WORK TASK: The lines from the start of the records below through the line containing "type Error = StoreError;" are to be copied exactly, both ends included, with nothing added.

AVAILABLE DATA:
■ ■ ■ ■ ■ ■ ■

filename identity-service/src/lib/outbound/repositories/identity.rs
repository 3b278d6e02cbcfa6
use async_trait::async_trait;
use chrono::DateTime;
use chrono::Utc;
use sqlx::FromRow;
use sqlx::PgPool;

use crate::identity::errors::StoreError;
use crate::identity::errors::UniqueField;
use crate::identity::models::Identity;
use crate::identity::models::IdentityId;
use crate::identity::ports::IdentityRepository;

const SELECT_IDENTITY: &str = r#"
    SELECT id, username, display_name, email, secret_hash, created_at
    FROM app_user
"#;

pub struct PostgresIdentityRepository {
    pool: PgPool,
}

impl PostgresIdentityRepository {
    pub fn new(pool: PgPool) -> Self {
        Self { pool }
    }

    async fn fetch_one_where(
        &self,
        condition: &str,
        value: &str,
    ) -> Result<Option<Identity>, StoreError> {
        let row = sqlx::query_as::<_, IdentityRow>(&format!(
            "{} WHERE {} LIMIT 1",
            SELECT_IDENTITY, condition
        ))
        .bind(value)
        .fetch_optional(&self.pool)
        .await
        .map_err(|e| StoreError::Database(e.to_string()))?;

        row.map(Identity::try_from).transpose()
    }
}

#[derive(Debug, FromRow)]
struct IdentityRow {
    id: i32,
    username: String,
    display_name: Option<String>,
    email: String,
    secret_hash: String,
    created_at: DateTime<Utc>,
}

impl TryFrom<IdentityRow> for Identity {
    type Error = StoreError;

    fn try_from(row: IdentityRow) -> Result<Self, Self::Error> {
        Ok(Identity::restore(
            IdentityId(row.id),
            row.username,
            row.display_name,
            row.email,
            row.secret_hash,
            row.created_at,
        )?)
    }
}

#[async_trait]
impl IdentityRepository for PostgresIdentityRepository {
    async fn save(&self, identity: &Identity) -> Result<IdentityId, StoreError> {
        let secret_hash = identity
            .secret
            .hashed_value()
            .ok_or(StoreError::PlaintextSecret)?;

        let id: i32 = sqlx::query_scalar(
            r#"
            INSERT INTO app_user (username, display_name, email, secret_hash, created_at)
            VALUES ($1, $2, $3, $4, $5)
            RETURNING id
            "#,
        )
        .bind(identity.username.as_str())
        .bind(identity.display_name.as_deref())
        .bind(identity.email.as_str())
        .bind(secret_hash)
        .bind(identity.created_at)
        .fetch_one(&self.pool)
        .await
        .map_err(|e| {
            if let Some(db_err) = e.as_database_error() {
                if db_err.is_unique_violation() {
                    if db_err.constraint() == Some("app_user_username_key") {
                        return StoreError::Duplicate {
                            field: UniqueField::Username,
                            value: identity.username.to_string(),
                        };
                    }
                    if db_err.constraint() == Some("app_user_email_key") {
                        return StoreError::Duplicate {
                            field: UniqueField::Email,
                            value: identity.email.to_string(),
                        };
                    }
                }
            }
            StoreError::Database(e.to_string())
        })?;

        Ok(IdentityId(id))
    }

    async fn find_by_id(&self, id: IdentityId) -> Result<Option<Identity>, StoreError> {
        let row = sqlx::query_as::<_, IdentityRow>(&format!("{} WHERE id = $1", SELECT_IDENTITY))
            .bind(id.0)
            .fetch_optional(&self.pool)
            .await
            .map_err(|e| StoreError::Database(e.to_string()))?;

        row.map(Identity::try_from).transpose()
    }

    async fn find_by_username(&self, username: &str) -> Result<Option<Identity>, StoreError> {
        self.fetch_one_where("username = $1", username).await
    }

    async fn find_by_username_or_email(
        &self,
        login: &str,
    ) -> Result<Option<Identity>, StoreError> {
        self.fetch_one_where("username = $1 OR email = $1", login)
            .await
    }
}
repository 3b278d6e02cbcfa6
//! Credential hashing primitives
//!
//! Wraps Argon2id behind a small API so services never touch the raw
//! `argon2` crate:
//! - cost parameters are explicit and validated up front
//! - hashes are emitted and parsed as PHC strings
//!
//! Services define their own hashing port and adapt [`Argon2Hasher`] to it.
//!
//! # Examples
//!
//! ```
//! use credentials::{Argon2Hasher, HashingCost};
//!
//! let hasher = Argon2Hasher::new(HashingCost::default()).unwrap();
//! let hash = hasher.hash("P4$$word").unwrap();
//! assert!(hasher.verify("P4$$word", &hash).unwrap());
//! assert!(!hasher.verify("p4$$word", &hash).unwrap());
//! ```

pub mod errors;
pub mod hasher;

pub use errors::CredentialError;
pub use hasher::Argon2Hasher;
pub use hasher::HashingCost;
use axum::extract::rejection::JsonRejection;
use axum::extract::State;
use axum::http::StatusCode;
use axum::Json;
use serde::Deserialize;
use serde::Serialize;

use super::ApiError;
use super::ApiSuccess;
use crate::identity::models::LoginCommand;
use crate::identity::ports::IdentityServicePort;
use crate::inbound::http::router::AppState;

/// Failed logins share one message so callers cannot probe which accounts exist.
pub const LOGIN_REJECTED: &str = "invalid login or password";

pub async fn login<S: IdentityServicePort>(
    State(state): State<AppState<S>>,
    body: Result<Json<LoginRequest>, JsonRejection>,
) -> Result<ApiSuccess<LoginResponseData>, ApiError> {
    let Json(body) = body.map_err(|rejection| {
        tracing::warn!(error = %rejection, "Could not bind login data");
        ApiError::from(rejection)
    })?;

    let outcome = state.identity_service.authenticate(body.into()).await?;

    match outcome.reason {
        None if outcome.success => Ok(ApiSuccess::new(
            StatusCode::OK,
            LoginResponseData {
                message: "login succeed".to_string(),
            },
        )),
        reason => {
            tracing::info!(
                reason_code = reason.map(|r| r.code()),
                reason = reason.map(|r| r.description()),
                "Login rejected"
            );
            Err(ApiError::Unauthorized(LOGIN_REJECTED.to_string()))
        }
    }
}

#[derive(Debug, Clone, PartialEq, Eq, Deserialize)]
pub struct LoginRequest {
    login: String,
    password: String,
}

impl From<LoginRequest> for LoginCommand {
    fn from(body: LoginRequest) -> Self {
        Self {
            login: body.login,
            secret: body.password,
        }
    }
}

#[derive(Debug, Clone, PartialEq, Eq, Serialize)]
pub struct LoginResponseData {
    pub message: String,
}
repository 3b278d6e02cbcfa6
pub mod identity;

pub use identity::PostgresIdentityRepository;
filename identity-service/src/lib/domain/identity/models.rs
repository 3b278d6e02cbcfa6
use std::fmt;

use chrono::DateTime;
use chrono::Utc;
use once_cell::sync::Lazy;
use regex::Regex;

use crate::identity::errors::ValidationError;

static USERNAME_PATTERN: Lazy<Regex> =
    Lazy::new(|| Regex::new(r"^[a-zA-Z0-9]{5,}$").expect("username pattern is valid"));

// Lowercase only; mixed-case addresses are rejected.
static EMAIL_PATTERN: Lazy<Regex> = Lazy::new(|| {
    Regex::new(r"^[a-z0-9._%+\-]+@[a-z0-9.\-]+\.[a-z]{2,4}$").expect("email pattern is valid")
});

// Each rule must match somewhere in the secret. The last one is "neither a digit
// nor a word character", spelled out in ASCII.
static SECRET_RULES: Lazy<[Regex; 5]> = Lazy::new(|| {
    [r".{7,}", r"[a-z]", r"[A-Z]", r"[0-9]", r"[^0-9A-Za-z_]"]
        .map(|rule| Regex::new(rule).expect("secret rule is valid"))
});

/// Identity aggregate entity.
///
/// Represents one user account of the chat service.
#[derive(Debug, Clone, PartialEq, Eq)]
pub struct Identity {
    pub id: IdentityId,
    pub username: Username,
    pub display_name: Option<String>,
    pub email: EmailAddress,
    pub secret: Secret,
    pub created_at: DateTime<Utc>,
}

impl Identity {
    /// Build a new identity from raw input, stamped with the current time.
    ///
    /// # Errors
    /// * `InvalidUsername` - Username is not at least 5 ASCII alphanumerics
    /// * `InvalidEmail` - Email does not match the accepted shape
    /// * `InsecureSecret` - Secret fails one of the strength rules
    pub fn new(
        id: IdentityId,
        username: String,
        display_name: Option<String>,
        email: String,
        secret: String,
    ) -> Result<Self, ValidationError> {
        Self::new_at(id, username, display_name, email, secret, Utc::now())
    }

    /// Same as [`Identity::new`] with an explicit creation timestamp.
    pub fn new_at(
        id: IdentityId,
        username: String,
        display_name: Option<String>,
        email: String,
        secret: String,
        created_at: DateTime<Utc>,
    ) -> Result<Self, ValidationError> {
        let username = Username::new(username)?;
        let email = EmailAddress::new(email)?;
        let secret = Secret::plaintext(secret)?;

        Ok(Self {
            id,
            username,
            display_name,
            email,
            secret,
            created_at,
        })
    }

    /// Rebuild a persisted identity.
    ///
    /// Username and email shapes are re-checked; the secret is taken as an
    /// already hashed value.
    pub fn restore(
        id: IdentityId,
        username: String,
        display_name: Option<String>,
        email: String,
        secret_hash: String,
        created_at: DateTime<Utc>,
    ) -> Result<Self, ValidationError> {
        Ok(Self {
            id,
            username: Username::new(username)?,
            display_name,
            email: EmailAddress::new(email)?,
            secret: Secret::Hashed(secret_hash),
            created_at,
        })
    }

    /// Replace the plaintext secret with its hashed form.
    ///
    /// Consumes the identity so the swap can only happen on the way to the store.
    pub fn with_hashed_secret(self, secret_hash: String) -> Self {
        Self {
            secret: Secret::Hashed(secret_hash),
            ..self
        }
    }
}

/// Surrogate key assigned by the store.
///
/// `IdentityId::UNASSIGNED` marks an identity that has not been persisted.
#[derive(Debug, Clone, Copy, PartialEq, Eq, Hash, PartialOrd, Ord)]
pub struct IdentityId(pub i32);

impl IdentityId {
    pub const UNASSIGNED: IdentityId = IdentityId(0);

    pub fn is_assigned(&self) -> bool {
        self.0 != 0
    }
}

impl fmt::Display for IdentityId {
    fn fmt(&self, f: &mut fmt::Formatter<'_>) -> fmt::Result {
        self.0.fmt(f)
    }
}

/// Username value type
///
/// At least 5 characters, ASCII letters and digits only.
#[derive(Debug, Clone, PartialEq, Eq)]
pub struct Username(String);

impl Username {
    pub fn new(username: String) -> Result<Self, ValidationError> {
        if USERNAME_PATTERN.is_match(&username) {
            Ok(Self(username))
        } else {
            Err(ValidationError::InvalidUsername)
        }
    }

    pub fn as_str(&self) -> &str {
        &self.0
    }
}

impl fmt::Display for Username {
    fn fmt(&self, f: &mut fmt::Formatter<'_>) -> fmt::Result {
        self.0.fmt(f)
    }
}

/// Email address type
#[derive(Debug, Clone, PartialEq, Eq)]
pub struct EmailAddress(String);

impl EmailAddress {
    pub fn new(email: String) -> Result<Self, ValidationError> {
        if Self::is_email_shaped(&email) {
            Ok(Self(email))
        } else {
            Err(ValidationError::InvalidEmail)
        }
    }

    /// Whether `candidate` has the shape of an accepted email address.
    ///
    /// Used to classify login identifiers without rejecting them.
    pub fn is_email_shaped(candidate: &str) -> bool {
        EMAIL_PATTERN.is_match(candidate)
    }

    pub fn as_str(&self) -> &str {
        &self.0
    }
}

impl fmt::Display for EmailAddress {
    fn fmt(&self, f: &mut fmt::Formatter<'_>) -> fmt::Result {
        self.0.fmt(f)
    }
}

/// User secret, either as submitted or as stored.
#[derive(Clone, PartialEq, Eq)]
pub enum Secret {
    Plaintext(String),
    Hashed(String),
}

impl Secret {
    /// Accept a plaintext secret that passes every strength rule.
    pub fn plaintext(secret: String) -> Result<Self, ValidationError> {
        if SECRET_RULES.iter().all(|rule| rule.is_match(&secret)) {
            Ok(Secret::Plaintext(secret))
        } else {
            Err(ValidationError::InsecureSecret)
        }
    }

    pub fn plaintext_value(&self) -> Option<&str> {
        match self {
            Secret::Plaintext(value) => Some(value),
            Secret::Hashed(_) => None,
        }
    }

    pub fn hashed_value(&self) -> Option<&str> {
        match self {
            Secret::Hashed(value) => Some(value),
            Secret::Plaintext(_) => None,
        }
    }
}

impl fmt::Debug for Secret {
    fn fmt(&self, f: &mut fmt::Formatter<'_>) -> fmt::Result {
        match self {
            Secret::Plaintext(_) => f.write_str("Secret::Plaintext(***)"),
            Secret::Hashed(_) => f.write_str("Secret::Hashed(***)"),
        }
    }
}

/// Command to register a new identity from raw transport input
#[derive(Debug, Clone)]
pub struct RegisterIdentityCommand {
    pub username: String,
    pub display_name: Option<String>,
    pub email: String,
    pub secret: String,
}

/// Successful registration result
#[derive(Debug, Clone, Copy, PartialEq, Eq)]
pub struct RegisteredIdentity {
    pub created_id: IdentityId,
}

/// Command to authenticate with a username or an email
#[derive(Debug, Clone)]
pub struct LoginCommand {
    pub login: String,
    pub secret: String,
}

/// Why a login attempt did not succeed
#[derive(Debug, Clone, Copy, PartialEq, Eq)]
pub enum LoginFailure {
    UsernameNotFound,
    EmailNotFound,
    SecretMismatch,
}

impl LoginFailure {
    pub fn code(&self) -> u8 {
        match self {
            LoginFailure::UsernameNotFound => 0,
            LoginFailure::EmailNotFound => 1,
            LoginFailure::SecretMismatch => 2,
        }
    }

    pub fn description(&self) -> &'static str {
        match self {
            LoginFailure::UsernameNotFound => "user login does not exist",
            LoginFailure::EmailNotFound => "email does not exist",
            LoginFailure::SecretMismatch => "secret does not match",
        }
    }
}

/// Result of an authentication attempt.
///
/// A failed login is a normal outcome, not an error.
#[derive(Debug, Clone, Copy, PartialEq, Eq)]
pub struct LoginOutcome {
    pub success: bool,
    pub reason: Option<LoginFailure>,
}

impl LoginOutcome {
    pub fn succeeded() -> Self {
        Self {
            success: true,
            reason: None,
        }
    }

    pub fn failed(reason: LoginFailure) -> Self {
        Self {
            success: false,
            reason: Some(reason),
        }
    }
}

#[cfg(test)]
mod tests {
    use super::*;

    const USERNAME: &str = "eduardolima806";
    const DISPLAY_NAME: &str = "Eduardo Lima";
    const EMAIL: &str = "eduardolima.dev.io@gmail.com";
    const SECRET: &str = "Pa$$w0rd";

    fn build(username: &str, email: &str, secret: &str) -> Result<Identity, ValidationError> {
        Identity::new(
            IdentityId(1),
            username.to_string(),
            Some(DISPLAY_NAME.to_string()),
            email.to_string(),
            secret.to_string(),
        )
    }

    #[test]
    fn test_valid_identity() {
        let identity = build(USERNAME, EMAIL, SECRET).unwrap();

        assert_eq!(identity.id, IdentityId(1));
        assert_eq!(identity.username.as_str(), USERNAME);
        assert_eq!(identity.display_name.as_deref(), Some(DISPLAY_NAME));
        assert_eq!(identity.email.as_str(), EMAIL);
        assert_eq!(identity.secret.plaintext_value(), Some(SECRET));
    }

    #[test]
    fn test_username_rules() {
        assert_eq!(build("ed12", EMAIL, SECRET), Err(ValidationError::InvalidUsername));
        assert_eq!(build("ed_lima", EMAIL, SECRET), Err(ValidationError::InvalidUsername));
        assert_eq!(build("édouard", EMAIL, SECRET), Err(ValidationError::InvalidUsername));
        assert!(build("edu12", EMAIL, SECRET).is_ok());
    }

    #[test]
    fn test_email_rules() {
        assert_eq!(
            build(USERNAME, "invalidmail.com", SECRET),
            Err(ValidationError::InvalidEmail)
        );
        assert_eq!(
            build(USERNAME, "someone@company.technology", SECRET),
            Err(ValidationError::InvalidEmail)
        );
        assert!(build(USERNAME, "valid@company.com", SECRET).is_ok());
    }

    #[test]
    fn test_email_pattern_is_lowercase_only() {
        assert_eq!(
            build(USERNAME, "Valid@Company.com", SECRET),
            Err(ValidationError::InvalidEmail)
        );
    }

    #[test]
    fn test_secret_rules() {
        for weak in ["password123", "P4$$wo", "p4$$word", "P4$$WORD", "Pa$$word", "P4ssw0rd"] {
            assert_eq!(
                build(USERNAME, EMAIL, weak),
                Err(ValidationError::InsecureSecret),
                "{weak} should be rejected"
            );
        }
        assert!(build(USERNAME, EMAIL, "P4$$word").is_ok());
    }

    #[test]
    fn test_underscore_is_not_a_special_character() {
        assert_eq!(
            build(USERNAME, EMAIL, "P4ss_word"),
            Err(ValidationError::InsecureSecret)
        );
    }

    #[test]
    fn test_first_failing_rule_wins() {
        assert_eq!(
            build("ed12", "invalidmail.com", "weak"),
            Err(ValidationError::InvalidUsername)
        );
        assert_eq!(
            build(USERNAME, "invalidmail.com", "weak"),
            Err(ValidationError::InvalidEmail)
        );
    }

    #[test]
    fn test_with_hashed_secret_replaces_plaintext() {
        let identity = build(USERNAME, EMAIL, SECRET)
            .unwrap()
            .with_hashed_secret("$argon2id$hash".to_string());

        assert_eq!(identity.secret.plaintext_value(), None);
        assert_eq!(identity.secret.hashed_value(), Some("$argon2id$hash"));
    }

    #[test]
    fn test_restore_skips_secret_rules() {
        let created_at = Utc::now();
        let identity = Identity::restore(
            IdentityId(7),
            USERNAME.to_string(),
            None,
            EMAIL.to_string(),
            "hash".to_string(),
            created_at,
        )
        .unwrap();

        assert_eq!(identity.secret.hashed_value(), Some("hash"));
        assert_eq!(identity.created_at, created_at);
    }

    #[test]
    fn test_secret_debug_is_redacted() {
        let secret = Secret::plaintext(SECRET.to_string()).unwrap();
        assert!(!format!("{:?}", secret).contains(SECRET));
    }

    #[test]
    fn test_login_failure_codes() {
        assert_eq!(LoginFailure::UsernameNotFound.code(), 0);
        assert_eq!(LoginFailure::EmailNotFound.code(), 1);
        assert_eq!(LoginFailure::SecretMismatch.code(), 2);
    }
}
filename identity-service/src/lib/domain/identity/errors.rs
use std::fmt;

use thiserror::Error;

/// Error for Identity construction failures.
///
/// Rules are checked username, email, then secret; only the first failure is reported.
#[derive(Debug, Clone, Error, PartialEq, Eq)]
pub enum ValidationError {
    #[error("username must have at least 5 alphanumeric characters")]
    InvalidUsername,

    #[error("email is not valid")]
    InvalidEmail,

    #[error("secret is not secure")]
    InsecureSecret,
}

/// Error for the credential hashing port
#[derive(Debug, Clone, Error, PartialEq, Eq)]
#[error("Secret hashing failed: {0}")]
pub struct HashingError(pub String);

/// Error for identity store operations.
///
/// "Not found" is not an error: lookups return `Ok(None)`.
#[derive(Debug, Clone, Error, PartialEq, Eq)]
pub enum StoreError {
    #[error("Duplicate {field}: {value}")]
    Duplicate { field: UniqueField, value: String },

    #[error("Refusing to persist a plaintext secret")]
    PlaintextSecret,

    #[error("Stored identity is invalid: {0}")]
    Corrupted(#[from] ValidationError),

    #[error("Database error: {0}")]
    Database(String),
}

/// Column guarded by a store uniqueness constraint
#[derive(Debug, Clone, Copy, PartialEq, Eq)]
pub enum UniqueField {
    Username,
    Email,
}

impl fmt::Display for UniqueField {
    fn fmt(&self, f: &mut fmt::Formatter<'_>) -> fmt::Result {
        match self {
            UniqueField::Username => f.write_str("username"),
            UniqueField::Email => f.write_str("email"),
        }
    }
}

/// Closed set of error categories shared with the transport layer.
#[derive(Debug, Clone, Copy, PartialEq, Eq, Hash)]
pub enum ErrorKind {
    BadRequest,
    Conflict,
    Internal,
    NotFound,
    Unauthorized,
    /// Reserved for future use cases
    InsufficientFund,
}

impl ErrorKind {
    /// Stable wire code for this kind.
    pub fn code(&self) -> &'static str {
        match self {
            ErrorKind::BadRequest => "BAD_REQUEST",
            ErrorKind::Conflict => "CONFLICT",
            ErrorKind::Internal => "INTERNAL_SERVER_ERROR",
            ErrorKind::NotFound => "NOT_FOUND",
            ErrorKind::Unauthorized => "UNAUTHORIZED",
            ErrorKind::InsufficientFund => "INSUFFICIENT_FUND",
        }
    }
}

impl fmt::Display for ErrorKind {
    fn fmt(&self, f: &mut fmt::Formatter<'_>) -> fmt::Result {
        f.write_str(self.code())
    }
}

/// Top-level error for identity operations: one kind plus a message.
#[derive(Debug, Clone, Error, PartialEq, Eq)]
#[error("{kind}: {message}")]
pub struct IdentityError {
    kind: ErrorKind,
    message: String,
}

impl IdentityError {
    pub fn new(kind: ErrorKind, message: impl Into<String>) -> Self {
        Self {
            kind,
            message: message.into(),
        }
    }

    pub fn bad_request(message: impl Into<String>) -> Self {
        Self::new(ErrorKind::BadRequest, message)
    }

    pub fn conflict(message: impl Into<String>) -> Self {
        Self::new(ErrorKind::Conflict, message)
    }

    pub fn internal(message: impl Into<String>) -> Self {
        Self::new(ErrorKind::Internal, message)
    }

    pub fn not_found(message: impl Into<String>) -> Self {
        Self::new(ErrorKind::NotFound, message)
    }

    pub fn kind(&self) -> ErrorKind {
        self.kind
    }

    pub fn message(&self) -> &str {
        &self.message
    }
}

impl From<ValidationError> for IdentityError {
    fn from(err: ValidationError) -> Self {
        IdentityError::bad_request(err.to_string())
    }
}

#[cfg(test)]
mod tests {
    use super::*;

    #[test]
    fn test_validation_error_is_bad_request() {
        let err = IdentityError::from(ValidationError::InsecureSecret);

        assert_eq!(err.kind(), ErrorKind::BadRequest);
        assert_eq!(err.message(), "secret is not secure");
    }

    #[test]
    fn test_error_display_carries_code_and_message() {
        let err = IdentityError::conflict("username already exists");
        assert_eq!(err.to_string(), "CONFLICT: username already exists");
    }

    #[test]
    fn test_store_error_keeps_field_name() {
        let err = StoreError::Duplicate {
            field: UniqueField::Email,
            value: "a@b.com".to_string(),
        };
        assert_eq!(err.to_string(), "Duplicate email: a@b.com");
    }
}
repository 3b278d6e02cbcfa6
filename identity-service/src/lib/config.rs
use std::env;

use config::Config as ConfigBuilder;
use config::ConfigError;
use config::Environment;
use config::File;
use credentials::HashingCost;
use serde::Deserialize;

#[derive(Debug, Deserialize, Clone)]
pub struct Config {
    pub application: ApplicationConfig,
    pub database: DatabaseConfig,
    pub server: ServerConfig,
    pub hashing: HashingConfig,
}

#[derive(Debug, Deserialize, Clone)]
pub struct ApplicationConfig {
    pub name: String,
    pub version: String,
}

#[derive(Debug, Deserialize, Clone)]
pub struct DatabaseConfig {
    pub url: String,
    pub max_connections: u32,
}

#[derive(Debug, Deserialize, Clone)]
pub struct ServerConfig {
    pub http_port: u16,
}

/// Argon2id cost used for new hashes
#[derive(Debug, Deserialize, Clone, Copy)]
pub struct HashingConfig {
    pub memory_kib: u32,
    pub iterations: u32,
    pub parallelism: u32,
}

impl From<HashingConfig> for HashingCost {
    fn from(config: HashingConfig) -> Self {
        HashingCost {
            memory_kib: config.memory_kib,
            iterations: config.iterations,
            parallelism: config.parallelism,
        }
    }
}

impl Config {
    /// Load configuration from files with environment variable overrides
    ///
    /// Priority (highest to lowest):
    /// 1. Environment variables (DATABASE__URL, SERVER__HTTP_PORT, etc.)
    /// 2. Environment-specific config file (config/{environment}.toml)
    /// 3. Default config file (config/default.toml)
    pub fn load() -> Result<Self, ConfigError> {
        let run_mode = env::var("RUN_MODE").unwrap_or_else(|_| "development".to_string());

        Self::load_from("config", &run_mode)
    }

    /// Load configuration rooted at `directory` for the given run mode.
    pub fn load_from(directory: &str, run_mode: &str) -> Result<Self, ConfigError> {
        ConfigBuilder::builder()
            .add_source(File::with_name(&format!("{}/default", directory)).required(false))
            .add_source(File::with_name(&format!("{}/{}", directory, run_mode)).required(false))
            // Example: DATABASE__URL=postgres://... overrides database.url
            .add_source(Environment::default().separator("__"))
            .build()?
            .try_deserialize()
    }
}

#[cfg(test)]
mod tests {
    use super::*;

    #[test]
    fn test_default_config_file_is_complete() {
        let directory = concat!(env!("CARGO_MANIFEST_DIR"), "/config");
        let config = Config::load_from(directory, "test").expect("default config should load");

        assert_eq!(config.application.name, "chat-identity-service");
        assert!(config.database.max_connections > 0);
        assert!(config.server.http_port > 0);
    }

    #[test]
    fn test_hashing_config_converts_to_cost() {
        let cost = HashingCost::from(HashingConfig {
            memory_kib: 4096,
            iterations: 3,
            parallelism: 2,
        });

        assert_eq!(
            cost,
            HashingCost {
                memory_kib: 4096,
                iterations: 3,
                parallelism: 2,
            }
        );
    }
}
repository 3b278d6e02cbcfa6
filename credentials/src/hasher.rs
use argon2::password_hash::rand_core::OsRng;
use argon2::password_hash::PasswordHash;
use argon2::password_hash::PasswordHasher;
use argon2::password_hash::PasswordVerifier;
use argon2::password_hash::SaltString;
use argon2::Algorithm;
use argon2::Argon2;
use argon2::Params;
use argon2::Version;

use crate::errors::CredentialError;

/// Argon2id cost parameters.
#[derive(Debug, Clone, Copy, PartialEq, Eq)]
pub struct HashingCost {
    /// Memory size in KiB
    pub memory_kib: u32,
    /// Number of passes over memory
    pub iterations: u32,
    /// Degree of parallelism (lanes)
    pub parallelism: u32,
}

impl Default for HashingCost {
    fn default() -> Self {
        Self {
            memory_kib: Params::DEFAULT_M_COST,
            iterations: Params::DEFAULT_T_COST,
            parallelism: Params::DEFAULT_P_COST,
        }
    }
}

/// One-way secret hasher backed by Argon2id.
///
/// Hashes carry their own parameters, so verification keeps working for
/// hashes produced under an older [`HashingCost`].
#[derive(Clone)]
pub struct Argon2Hasher {
    argon2: Argon2<'static>,
}

impl Argon2Hasher {
    /// Build a hasher with the given cost.
    ///
    /// # Errors
    /// * `InvalidCost` - Parameters are outside the ranges Argon2 accepts
    pub fn new(cost: HashingCost) -> Result<Self, CredentialError> {
        let params = Params::new(cost.memory_kib, cost.iterations, cost.parallelism, None)
            .map_err(|e| CredentialError::InvalidCost(e.to_string()))?;

        Ok(Self {
            argon2: Argon2::new(Algorithm::Argon2id, Version::V0x13, params),
        })
    }

    /// Hash a plaintext secret with a fresh random salt.
    ///
    /// # Returns
    /// PHC string (`$argon2id$v=19$m=...,t=...,p=...$salt$hash`)
    ///
    /// # Errors
    /// * `HashingFailed` - Argon2 rejected the input
    pub fn hash(&self, plaintext: &str) -> Result<String, CredentialError> {
        let salt = SaltString::generate(&mut OsRng);

        self.argon2
            .hash_password(plaintext.as_bytes(), &salt)
            .map(|hash| hash.to_string())
            .map_err(|e| CredentialError::HashingFailed(e.to_string()))
    }

    /// Check a plaintext secret against a stored PHC hash.
    ///
    /// # Errors
    /// * `MalformedHash` - `hash` is not a PHC string
    pub fn verify(&self, plaintext: &str, hash: &str) -> Result<bool, CredentialError> {
        let parsed =
            PasswordHash::new(hash).map_err(|e| CredentialError::MalformedHash(e.to_string()))?;

        Ok(self
            .argon2
            .verify_password(plaintext.as_bytes(), &parsed)
            .is_ok())
    }
}
use axum::extract::Path;
use axum::extract::State;
use axum::http::StatusCode;
use chrono::DateTime;
use chrono::Utc;
use serde::Serialize;

use super::ApiError;
use super::ApiSuccess;
use crate::identity::models::Identity;
use crate::identity::models::IdentityId;
use crate::identity::ports::IdentityServicePort;
use crate::inbound::http::router::AppState;

pub async fn get_identity<S: IdentityServicePort>(
    State(state): State<AppState<S>>,
    Path(identity_id): Path<String>,
) -> Result<ApiSuccess<GetIdentityResponseData>, ApiError> {
    let identity_id = identity_id
        .parse::<i32>()
        .map(IdentityId)
        .map_err(|e| ApiError::BadRequest(format!("invalid identity id: {}", e)))?;

    state
        .identity_service
        .get_identity(identity_id)
        .await
        .map_err(ApiError::from)
        .map(|ref identity| ApiSuccess::new(StatusCode::OK, identity.into()))
}

#[derive(Debug, Clone, PartialEq, Eq, Serialize)]
#[serde(rename_all = "camelCase")]
pub struct GetIdentityResponseData {
    pub id: i32,
    pub user_name: String,
    pub display_name: Option<String>,
    pub email: String,
    pub created: DateTime<Utc>,
}

impl From<&Identity> for GetIdentityResponseData {
    fn from(identity: &Identity) -> Self {
        Self {
            id: identity.id.0,
            user_name: identity.username.as_str().to_string(),
            display_name: identity.display_name.clone(),
            email: identity.email.as_str().to_string(),
            created: identity.created_at,
        }
    }
}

■ ■ ■ ■ ■ ■ ■

RESPONSE TO THE EXERCISE:
filename identity-service/src/lib/outbound/repositories/identity.rs
repository 3b278d6e02cbcfa6
use async_trait::async_trait;
use chrono::DateTime;
use chrono::Utc;
use sqlx::FromRow;
use sqlx::PgPool;

use crate::identity::errors::StoreError;
use crate::identity::errors::UniqueField;
use crate::identity::models::Identity;
use crate::identity::models::IdentityId;
use crate::identity::ports::IdentityRepository;

const SELECT_IDENTITY: &str = r#"
    SELECT id, username, display_name, email, secret_hash, created_at
    FROM app_user
"#;

pub struct PostgresIdentityRepository {
    pool: PgPool,
}

impl PostgresIdentityRepository {
    pub fn new(pool: PgPool) -> Self {
        Self { pool }
    }

    async fn fetch_one_where(
        &self,
        condition: &str,
        value: &str,
    ) -> Result<Option<Identity>, StoreError> {
        let row = sqlx::query_as::<_, IdentityRow>(&format!(
            "{} WHERE {} LIMIT 1",
            SELECT_IDENTITY, condition
        ))
        .bind(value)
        .fetch_optional(&self.pool)
        .await
        .map_err(|e| StoreError::Database(e.to_string()))?;

        row.map(Identity::try_from).transpose()
    }
}

#[derive(Debug, FromRow)]
struct IdentityRow {
    id: i32,
    username: String,
    display_name: Option<String>,
    email: String,
    secret_hash: String,
    created_at: DateTime<Utc>,
}

impl TryFrom<IdentityRow> for Identity {
    type Error = StoreError;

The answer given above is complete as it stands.